Challenge #1: Standard machine learning doesn’t fully solve the problem
Popular machine learning (ML) algorithms such as random forests, gradient boosted trees, and neural networks are tried and true approaches for finding complex patterns in data.
Practical LTV forecasting pushes the limitations of these approaches, which require extensive training, large test sets, and long historical records. To outright predict day 365 LTV, a model would require access to a large number of users with known (actual) day 365 LTVs available, i.e., users who began using a product at least a year ago.
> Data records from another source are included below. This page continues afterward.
impl AudioStream {
    #[must_use]
    pub fn new(source: AudioSource, device_channels: u8, device_rate: u32) -> Self {
        let resampler = Resampler::new(source.decoder, device_channels, device_rate);
        Self {
            resampler: Mutex::new(resampler),
            state: AtomicU8::new(StreamState::Closed as u8),
            volume_bits: AtomicU32::new(1.0f32.to_bits()),
            pan_bits: AtomicU32::new(0.0f32.to_bits()),
            muted: AtomicBool::new(false),
            iterations_remaining: AtomicU32::new(1),
            current_iteration: AtomicU32::new(1),
            fade_state: AtomicU8::new(FadeState::None as u8),
            fade_gain_bits: AtomicU32::new(1.0f32.to_bits()),
            fade_duration_frames: AtomicU32::new(0),
            playback_tick: AtomicU64::new(0),
            playback_start_tick: AtomicU64::new(0),
            processors: ArcSwap::from_pointee(Vec::new()),
            finish_callback: Mutex::new(None),
            loop_callback: Mutex::new(None),
        }
    }

    #[must_use]
    pub fn state(&self) -> StreamState {
        StreamState::from_u8(self.state.load(Ordering::Acquire))
    }

    fn set_state(&self, state: StreamState) {
        self.state.store(state as u8, Ordering::Release);
    }

    /// `Closed -> Stopped`. Never fails in this port: the decoder was
    /// already opened by whoever built the [`AudioSource`]; this only
    /// advances the lifecycle flag.
    pub fn open(&self) -> Result<()> {
        if self.state() != StreamState::Closed {
            return Err(Error::state("open() called on a stream that is not Closed"));
        }
        self.set_state(StreamState::Stopped);
        Ok(())
    }

    fn fade_duration_frames_for(&self, fade_ms: u32, device_rate: u32) -> u32 {
        ((u64::from(fade_ms) * u64::from(device_rate)) / 1000).max(1) as u32
    }

    /// Start (or resume/no-op) playback. `iterations == 0` means infinite.
    #[must_use]
    pub fn play(&self, iterations: u32, fade_in_ms: u32) -> bool {
        match self.state() {
            StreamState::Stopped => {
                self.iterations_remaining.store(iterations, Ordering::Relaxed);
                self.current_iteration.store(1, Ordering::Relaxed);
                self.playback_start_tick
                    .store(self.playback_tick.load(Ordering::Relaxed), Ordering::Relaxed);
                if fade_in_ms > 0 {
                    let dst_rate = self.resampler.lock().map(|r| r.decoder().rate()).unwrap_or(44100);
                    self.fade_duration_frames
                        .store(self.fade_duration_frames_for(fade_in_ms, dst_rate), Ordering::Relaxed);
                    self.fade_state.store(FadeState::In as u8, Ordering::Relaxed);
                    self.fade_gain_bits.store(0.0f32.to_bits(), Ordering::Relaxed);
                } else {
                    self.fade_state.store(FadeState::None as u8, Ordering::Relaxed);
                    self.fade_gain_bits.store(1.0f32.to_bits(), Ordering::Relaxed);
                }
                self.set_state(StreamState::Playing);
                true
            }
            StreamState::Paused => self.resume(fade_in_ms),
            StreamState::Playing => true,
            StreamState::Closed => false,
        }
    }

    /// Immediate or fade-out stop. Immediate stop rewinds the decoder and
    /// fires the finish callback synchronously; a faded stop completes
    /// inside the next `pull` once `fade_gain` reaches zero.
    pub fn stop(&self, fade_out_ms: u32) {
        if matches!(self.state(), StreamState::Closed) {
            return;
        }
        if fade_out_ms == 0 {
            self.finalize_stop();
            return;
        }
        let dst_rate = self.resampler.lock().map(|r| r.decoder().rate()).unwrap_or(44100);
        self.fade_duration_frames
            .store(self.fade_duration_frames_for(fade_out_ms, dst_rate), Ordering::Relaxed);
        self.fade_state.store(FadeState::Out as u8, Ordering::Relaxed);
    }

    fn finalize_stop(&self) {
        if let Ok(mut r) = self.resampler.lock() {
            r.rewind();
        }
        self.set_state(StreamState::Stopped);
        self.fade_state.store(FadeState::None as u8, Ordering::Relaxed);
        self.fade_gain_bits.store(1.0f32.to_bits(), Ordering::Relaxed);
        if let Ok(mut cb) = self.finish_callback.lock() {
            if let Some(cb) = cb.as_mut() {
                cb();
            }
        }
    }

    pub fn pause(&self, fade_out_ms: u32) {
        if self.state() != StreamState::Playing {
            return;
        }
        if fade_out_ms == 0 {
            self.set_state(StreamState::Paused);
            return;
        }
        let dst_rate = self.resampler.lock().map(|r| r.decoder().rate()).unwrap_or(44100);
        self.fade_duration_frames
            .store(self.fade_duration_frames_for(fade_out_ms, dst_rate), Ordering::Relaxed);
        self.fade_state.store(FadeState::Out as u8, Ordering::Relaxed);
    }

    #[must_use]
    pub fn resume(&self, fade_in_ms: u32) -> bool {
        if self.state() != StreamState::Paused {
            return self.state() == StreamState::Playing;
        }
        if fade_in_ms > 0 {
            let dst_rate = self.resampler.lock().map(|r| r.decoder().rate()).unwrap_or(44100);
            self.fade_duration_frames
                .store(self.fade_duration_frames_for(fade_in_ms, dst_rate), Ordering::Relaxed);
            self.fade_state.store(FadeState::In as u8, Ordering::Relaxed);
            self.fade_gain_bits.store(0.0f32.to_bits(), Ordering::Relaxed);
        }
        self.set_state(StreamState::Playing);
        true
    }

    pub fn rewind(&self) -> bool {
        self.playback_tick.store(0, Ordering::Relaxed);
        self.resampler.lock().map(|mut r| r.rewind()).unwrap_or(false)
    }

    pub fn set_volume(&self, v: f32) {
        self.volume_bits.store(v.max(0.0).to_bits(), Ordering::Relaxed);
    }

    #[must_use]
    pub fn volume(&self) -> f32 {
        f32::from_bits(self.volume_bits.load(Ordering::Relaxed))
    }

    pub fn set_stereo_position(&self, p: f32) {
        self.pan_bits.store(p.clamp(-1.0, 1.0).to_bits(), Ordering::Relaxed);
    }

    #[must_use]
    pub fn stereo_position(&self) -> f32 {
        f32::from_bits(self.pan_bits.load(Ordering::Relaxed))
    }

    pub fn mute(&self) {
        self.muted.store(true, Ordering::Relaxed);
    }

    pub fn unmute(&self) {
        self.muted.store(false, Ordering::Relaxed);
    }

    #[must_use]
    pub fn is_muted(&self) -> bool {
        self.muted.load(Ordering::Relaxed)
    }

    #[must_use]
    pub fn is_playing(&self) -> bool {
        matches!(self.state(), StreamState::Playing | StreamState::Paused)
    }

    #[must_use]
    pub fn is_paused(&self) -> bool {
        self.state() == StreamState::Paused
    }

    #[must_use]
    pub fn duration(&self) -> u64 {
        self.resampler.lock().map(|r| r.decoder().duration()).unwrap_or(0)
    }

    pub fn seek_to_time(&self, micros: u64) -> bool {
        self.resampler.lock().map(|mut r| r.seek_to_time(micros)).unwrap_or(false)
    }

    pub fn set_finish_callback(&self, f: impl FnMut() + Send + 'static) {
        if let Ok(mut cb) = self.finish_callback.lock() {
            *cb = Some(Box::new(f));
        }
    }

    pub fn remove_finish_callback(&self) {
        if let Ok(mut cb) = self.finish_callback.lock() {
            *cb = None;
        }
    }

    pub fn set_loop_callback(&self, f: impl FnMut(u32) + Send + 'static) {
        if let Ok(mut cb) = self.loop_callback.lock() {
            *cb = Some(Box::new(f));
        }
    }

    pub fn remove_loop_callback(&self) {
        if let Ok(mut cb) = self.loop_callback.lock() {
            *cb = None;
        }
    }

    /// Append-only add with removal by pointer identity; publishes a new
    /// immutable snapshot so the callback thread's reads stay lock-free.
    pub fn add_processor(&self, processor: Arc<dyn Processor>) {
        self.processors.rcu(|current| {
            let mut next = (**current).clone();
            next.push(processor.clone());
            next
        });
    }

    pub fn remove_processor(&self, processor: &Arc<dyn Processor>) {
        self.processors.rcu(|current| {
            current
                .iter()
                .filter(|p| !Arc::ptr_eq(p, processor))
                .cloned()
                .collect::<Vec<_>>()
        });
    }

    pub fn clear_processors(&self) {
        self.processors.store(Arc::new(Vec::new()));
    }

    fn advance_fade(&self, frames: usize) -> f32 {
        let state = FadeState::from_u8(self.fade_state.load(Ordering::Relaxed));
        if state == FadeState::None {
            return f32::from_bits(self.fade_gain_bits.load(Ordering::Relaxed));
        }
        let duration = self.fade_duration_frames.load(Ordering::Relaxed).max(1);
        let mut gain = f32::from_bits(self.fade_gain_bits.load(Ordering::Relaxed));
        let delta = frames as f32 / duration as f32;
        match state {
            FadeState::In => {
                gain = (gain + delta).min(1.0);
                self.fade_gain_bits.store(gain.to_bits(), Ordering::Relaxed);
                if gain >= 1.0 {
                    self.fade_state.store(FadeState::None as u8, Ordering::Relaxed);
                }
            }
            FadeState::Out => {
                gain = (gain - delta).max(0.0);
                self.fade_gain_bits.store(gain.to_bits(), Ordering::Relaxed);
                if gain <= 0.0 {
                    self.fade_state.store(FadeState::None as u8, Ordering::Relaxed);
                    if self.state() == StreamState::Paused {
                        // fade-out-to-pause already landed in Paused via `pause()`.
                    } else {
                        self.finalize_stop();
                    }
                }
            }
            FadeState::None => unreachable!(),
        }
        gain
    }

    /// §4.6.2 pull protocol: produce up to `n_frames` frames (at
    /// `device_channels`) into `dst`, applying loop/finish semantics, the
    /// processor chain, fade envelope, stereo attenuation, volume, and mute.
    pub fn pull(&self, dst: &mut [f32], n_frames: usize, device_channels: u8) -> usize {
        let state = self.state();
        if matches!(state, StreamState::Closed | StreamState::Stopped) {
            return 0;
        }
        if state == StreamState::Paused {
            return 0;
        }

        let channels = device_channels.max(1) as usize;
        let requested = n_frames * channels;
        let buf = &mut dst[..requested.min(dst.len())];

        let mut produced = {
            let mut resampler = match self.resampler.lock() {
                Ok(r) => r,
                Err(_) => return 0,
            };
            resampler.pull(buf)
        };

        if produced < requested {
            match self.handle_iteration_boundary(buf, &mut produced, channels) {
                IterationOutcome::Looped { next_iteration } => {
                    if let Ok(mut cb) = self.loop_callback.lock() {
                        if let Some(cb) = cb.as_mut() {
                            cb(next_iteration);
                        }
                    }
                }
                IterationOutcome::Finished => {
                    self.finalize_stop();
                }
                IterationOutcome::Continue => {}
            }
        }

        let frames_out = produced / channels;
        for slot in buf[produced..].iter_mut() {
            *slot = 0.0;
        }

        let processors = self.processors.load();
        for p in processors.iter() {
            p.process(&mut buf[..produced], device_channels);
        }

        let fade_gain = self.advance_fade(frames_out);
        let volume = self.volume();
        let pan = self.stereo_position();
        let muted = self.is_muted();
        let left_gain = if pan > 0.0 { 1.0 - pan } else { 1.0 };
        let right_gain = if pan < 0.0 { 1.0 + pan } else { 1.0 };

        if muted {
            buf[..produced].fill(0.0);
        } else if channels >= 2 {
            for frame in buf[..produced].chunks_exact_mut(channels) {
                frame[0] *= fade_gain * volume * left_gain;
                frame[1] *= fade_gain * volume * right_gain;
                for s in frame.iter_mut().skip(2) {
                    *s *= fade_gain * volume;
                }
            }
        } else {
            for s in buf[..produced].iter_mut() {
                *s *= fade_gain * volume;
            }
        }

        self.playback_tick.fetch_add(frames_out as u64, Ordering::Relaxed);
        frames_out
    }

    fn handle_iteration_boundary(&self, buf: &mut [f32], produced: &mut usize, channels: usize) -> IterationOutcome {
        let remaining = self.iterations_remaining.load(Ordering::Relaxed);
        let infinite = remaining == 0;
        let more_iterations = infinite || remaining > 1;

        if !more_iterations {
            return IterationOutcome::Finished;
        }

        if !infinite {
            self.iterations_remaining.store(remaining - 1, Ordering::Relaxed);
        }
        let next_iteration = self.current_iteration.fetch_add(1, Ordering::Relaxed) + 1;

        let rewound = self.resampler.lock().map(|mut r| r.rewind()).unwrap_or(false);
        if !rewound {
            return IterationOutcome::Finished;
        }

        let shortfall = buf.len() - *produced;
        let fill_result = {
            let mut resampler = match self.resampler.lock() {
                Ok(r) => r,
                Err(_) => return IterationOutcome::Finished,
            };
            resampler.pull(&mut buf[*produced..*produced + shortfall])
        };
        *produced += fill_result;
        let _ = channels;
        IterationOutcome::Looped { next_iteration }
    }

    /// The decoder's native sample rate, needed by device switching to turn
    /// a captured `playback_tick` back into a time offset for `seek_to_time`.
    pub fn decoder_rate(&self) -> u32 {
        self.resampler.lock().map(|r| r.decoder().rate()).unwrap_or(44100)
    }
}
Due to market changes, app updates, and changing UA strategies, the fundamental behavior of these older users can be different from new ones. Thus, a “pure” machine learning model by definition is always training on stale (years old) data.
Figure 1: ML-based forecasts for long term (1 year+) LTV forecasts must leverage data from users who are many months old. Historical data may include product redesigns, pricing upgrades and promotions. And thus historical cohorts rarely represent the current behavior.
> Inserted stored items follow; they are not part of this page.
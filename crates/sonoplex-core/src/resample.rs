//! Catmull-Rom cubic resampling, shared by the one-shot/streaming converter
//! (this crate) and the per-stream resampler (`sonoplex-engine`).

/// Evaluate the Catmull-Rom cubic through four samples at fractional
/// position `t` in `[0, 1)` between `p1` and `p2`.
///
/// ```text
/// a = -0.5*p0 + 1.5*p1 - 1.5*p2 + 0.5*p3
/// b =      p0 - 2.5*p1 + 2.0*p2 - 0.5*p3
/// c = -0.5*p0          + 0.5*p2
/// d =           p1
/// out = a*t^3 + b*t^2 + c*t + d
/// ```
#[must_use]
pub fn catmull_rom(p0: f32, p1: f32, p2: f32, p3: f32, t: f32) -> f32 {
    let a = -0.5 * p0 + 1.5 * p1 - 1.5 * p2 + 0.5 * p3;
    let b = p0 - 2.5 * p1 + 2.0 * p2 - 0.5 * p3;
    let c = -0.5 * p0 + 0.5 * p2;
    let d = p1;
    let t2 = t * t;
    let t3 = t2 * t;
    a * t3 + b * t2 + c * t + d
}

/// Fetch sample `i` from a single-channel slice `src`, clamping at both ends
/// by replicating the nearest endpoint sample (the boundary rule used for
/// Catmull-Rom resampling).
#[inline]
fn clamped(src: &[f32], i: isize) -> f32 {
    if src.is_empty() {
        return 0.0;
    }
    let last = src.len() as isize - 1;
    let idx = i.clamp(0, last);
    src[idx as usize]
}

/// Resample one channel's worth of samples (already de-interleaved) from
/// `src_rate` to `dst_rate` using Catmull-Rom cubic interpolation.
///
/// Output frame count is `round(src.len() * dst_rate / src_rate)`;
/// interpolation positions are the real-valued `i * src_rate / dst_rate`.
/// A no-op (straight copy) is used when `src_rate == dst_rate`.
#[must_use]
pub fn resample_channel(src: &[f32], src_rate: u32, dst_rate: u32) -> Vec<f32> {
    if src_rate == dst_rate || src.is_empty() {
        return src.to_vec();
    }

    let out_len =
        ((src.len() as f64 * f64::from(dst_rate) / f64::from(src_rate)).round()) as usize;
    let ratio = f64::from(src_rate) / f64::from(dst_rate);

    let mut out = Vec::with_capacity(out_len);
    for i in 0..out_len {
        let x = i as f64 * ratio;
        let base = x.floor();
        let t = (x - base) as f32;
        let bi = base as isize;

        let p0 = clamped(src, bi - 1);
        let p1 = clamped(src, bi);
        let p2 = clamped(src, bi + 1);
        let p3 = clamped(src, bi + 2);
        out.push(catmull_rom(p0, p1, p2, p3, t));
    }
    out
}

/// Resample interleaved multi-channel `f32` audio from `src_rate` to
/// `dst_rate`, one channel at a time.
#[must_use]
pub fn resample_interleaved(src: &[f32], channels: usize, src_rate: u32, dst_rate: u32) -> Vec<f32> {
    if channels == 0 || src.is_empty() {
        return Vec::new();
    }
    if src_rate == dst_rate {
        return src.to_vec();
    }

    let frames = src.len() / channels;
    let mut deinterleaved: Vec<Vec<f32>> = vec![Vec::with_capacity(frames); channels];
    for frame in src.chunks_exact(channels) {
        for (c, &s) in frame.iter().enumerate() {
            deinterleaved[c].push(s);
        }
    }

    let resampled: Vec<Vec<f32>> = deinterleaved
        .iter()
        .map(|ch| resample_channel(ch, src_rate, dst_rate))
        .collect();

    let out_frames = resampled.first().map_or(0, Vec::len);
    let mut out = Vec::with_capacity(out_frames * channels);
    for i in 0..out_frames {
        for ch in &resampled {
            out.push(ch[i]);
        }
    }
    out
}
This may work for very stable products. However, most modern products experience frequent app updates, pricing changes, and market fluctuations. Thus, out-of-the-box machine learning alone doesn’t solve the problem.
Additionally, many products yield significant revenue from users who convert days or months after install (i.e. mobile games), or are “whale” driven with a small percentage of rare users driving the bulk of the cohort’s revenue.
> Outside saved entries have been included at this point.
//! Codec auto-detection: an ordered table of sniff/construct pairs.

use crate::{Decoder, IoStream};

/// Peek at `stream` to decide whether this codec recognizes it. Must leave
/// the stream at its original position regardless of the result.
pub type SniffFn = fn(&mut dyn IoStream) -> bool;

/// Build a fresh, unopened decoder instance for this codec.
pub type ConstructFn = fn() -> Box<dyn Decoder>;

/// Ordered table of `(sniff, construct)` pairs. Insertion order determines
/// precedence when more than one sniffer would accept the same stream.
#[derive(Default)]
pub struct DecoderRegistry {
    entries: Vec<(SniffFn, ConstructFn)>,
}

impl DecoderRegistry {
    #[must_use]
    pub fn new() -> Self {
        Self::default()
    }

    /// Register a codec's sniff/construct pair at the end of the table.
    pub fn register(&mut self, sniff: SniffFn, construct: ConstructFn) {
        self.entries.push((sniff, construct));
    }

    /// Find the first registered codec that accepts `stream`, and construct
    /// an unopened decoder for it. The caller is responsible for calling
    /// `open` on the returned decoder with (ownership of) the same stream.
    ///
    /// Leaves `stream` at the position it had on entry, whether or not a
    /// decoder was found.
    pub fn find_decoder(&self, stream: &mut dyn IoStream) -> Option<Box<dyn Decoder>> {
        let p0 = stream.tell();

        for (sniff, construct) in &self.entries {
            if sniff(stream) {
                stream.seek(p0, crate::io::Whence::Set);
                return Some(construct());
            }
        }

        stream.seek(p0, crate::io::Whence::Set);
        None
    }

    /// Number of registered codecs.
    #[must_use]
    pub fn len(&self) -> usize {
        self.entries.len()
    }

    #[must_use]
    pub fn is_empty(&self) -> bool {
        self.entries.is_empty()
    }
}

#[cfg(test)]
mod tests {
    use super::*;
    use crate::io::MemoryStream;

    struct DummyDecoder;
    impl Decoder for DummyDecoder {
        fn open(&mut self, _stream: Box<dyn IoStream>) -> crate::Result<()> {
            Ok(())
        }
        fn decode(&mut self, _dst: &mut [f32], call_again: &mut bool, _device_channels: u8) -> usize {
            *call_again = false;
            0
        }
        fn rewind(&mut self) -> bool {
            true
        }
        fn seek_to_time(&mut self, _micros: u64) -> bool {
            true
        }
        fn duration(&self) -> u64 {
            0
        }
        fn channels(&self) -> u8 {
            1
        }
        fn rate(&self) -> u32 {
            44100
        }
        fn name(&self) -> &str {
            "dummy"
        }
        fn is_open(&self) -> bool {
            true
        }
    }

    fn sniff_always(_: &mut dyn IoStream) -> bool {
        true
    }

    fn sniff_never(_: &mut dyn IoStream) -> bool {
        false
    }

    fn construct_dummy() -> Box<dyn Decoder> {
        Box::new(DummyDecoder)
    }

    #[test]
    fn find_decoder_restores_position_on_success() {
        let mut registry = DecoderRegistry::new();
        registry.register(sniff_always, construct_dummy);

        let mut stream = MemoryStream::new(vec![0u8; 16]);
        stream.seek(4, crate::io::Whence::Set);
        let found = registry.find_decoder(&mut stream);
        assert!(found.is_some());
        assert_eq!(stream.tell(), 4);
    }

    #[test]
    fn find_decoder_restores_position_on_failure() {
        let mut registry = DecoderRegistry::new();
        registry.register(sniff_never, construct_dummy);

        let mut stream = MemoryStream::new(vec![0u8; 16]);
        stream.seek(7, crate::io::Whence::Set);
        let found = registry.find_decoder(&mut stream);
        assert!(found.is_none());
        assert_eq!(stream.tell(), 7);
    }

    #[test]
    fn insertion_order_determines_precedence() {
        let mut registry = DecoderRegistry::new();
        registry.register(sniff_never, construct_dummy);
        registry.register(sniff_always, construct_dummy);

        let mut stream = MemoryStream::new(vec![0u8; 4]);
        assert!(registry.find_decoder(&mut stream).is_some());
        assert_eq!(registry.len(), 2);
    }
}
ML models, in the context of LTV, also require backtesting to validate (i.e. training a model on a historical cohort, using it to predict a future cohort, and then checking against that cohort’s actuals). This procedure can be a lot more time consuming than typical cross validation within a single training set, and also makes the assumption that past performance is indicative of current performance.
The graphic below describes the multiple submodels of our in-app purchases (IAP) forecasting system, which predict LTV for paying vs. non-paying users, and for the short term vs. long term. The individual outputs are then combined to produce a single LTV number for a cohort at a given horizon (number of days since that cohort began using the app).
Figure 2: An optimal approach to LTV modeling
Each submodel can have multiple theoretical foundations based on their applications, accuracy requirements, and scope. We’ve achieved success in LTV modeling with the following principles:
- ML: We use ML models when one can access a large quantity of relatively recent training data; for example, predicting subscription to a product at the end of a free trial. Recency is key because products undergo frequent updates and changes to monetization. Any model that relied on year old or older data to train would not be robust to this.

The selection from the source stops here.